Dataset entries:
------------------------------------

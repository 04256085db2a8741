//! Symbol set and the 3×3 grid

use serde::{Deserialize, Serialize};

/// Number of visible rows per reel.
pub const GRID_ROWS: usize = 3;
/// Number of reels (columns).
pub const GRID_COLS: usize = 3;

/// A reel symbol.
///
/// The set is fixed; symbols have no internal structure and compare by
/// identity. `Seven` is the jackpot symbol on any winning line.
#[derive(Debug, Clone, Copy, PartialEq, Eq, Hash, Serialize, Deserialize)]
#[serde(rename_all = "snake_case")]
pub enum Symbol {
    Cherry,
    Lemon,
    Bar,
    Seven,
}

impl Symbol {
    /// All symbols, in paytable order.
    pub const ALL: [Symbol; 4] = [Symbol::Cherry, Symbol::Lemon, Symbol::Bar, Symbol::Seven];

    /// Display glyph for text rendering.
    pub fn glyph(self) -> char {
        match self {
            Symbol::Cherry => '@',
            Symbol::Lemon => 'o',
            Symbol::Bar => '=',
            Symbol::Seven => '7',
        }
    }

    /// Symbol name as shown in outcome messages.
    pub fn name(self) -> &'static str {
        match self {
            Symbol::Cherry => "cherry",
            Symbol::Lemon => "lemon",
            Symbol::Bar => "bar",
            Symbol::Seven => "seven",
        }
    }
}

impl std::fmt::Display for Symbol {
    fn fmt(&self, f: &mut std::fmt::Formatter<'_>) -> std::fmt::Result {
        f.write_str(self.name())
    }
}

/// The settled 3×3 symbol grid, indexed `[row][column]`, row 0 = top.
///
/// Always fully populated whenever read; the engine only hands one out
/// after every reel has stopped.
#[derive(Debug, Clone, Copy, PartialEq, Eq, Serialize, Deserialize)]
pub struct Grid([[Symbol; GRID_COLS]; GRID_ROWS]);

impl Grid {
    /// Build from row-major cells.
    pub fn new(rows: [[Symbol; GRID_COLS]; GRID_ROWS]) -> Self {
        Self(rows)
    }

    /// Build from per-reel windows (each window top-to-bottom).
    pub fn from_columns(columns: [[Symbol; GRID_ROWS]; GRID_COLS]) -> Self {
        let mut rows = [[Symbol::Cherry; GRID_COLS]; GRID_ROWS];
        for (col, window) in columns.iter().enumerate() {
            for (row, &symbol) in window.iter().enumerate() {
                rows[row][col] = symbol;
            }
        }
        Self(rows)
    }

    /// Symbol at `[row][col]`.
    pub fn cell(&self, row: usize, col: usize) -> Symbol {
        self.0[row][col]
    }

    /// One full row, left to right.
    pub fn row(&self, row: usize) -> [Symbol; GRID_COLS] {
        self.0[row]
    }

    /// Rows top to bottom.
    pub fn rows(&self) -> &[[Symbol; GRID_COLS]; GRID_ROWS] {
        &self.0
    }
}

------------------------------------

Copy out every line from the data above that has "usize" in it.

pub const GRID_ROWS: usize = 3;
pub const GRID_COLS: usize = 3;
    pub fn cell(&self, row: usize, col: usize) -> Symbol {
    pub fn row(&self, row: usize) -> [Symbol; GRID_COLS] {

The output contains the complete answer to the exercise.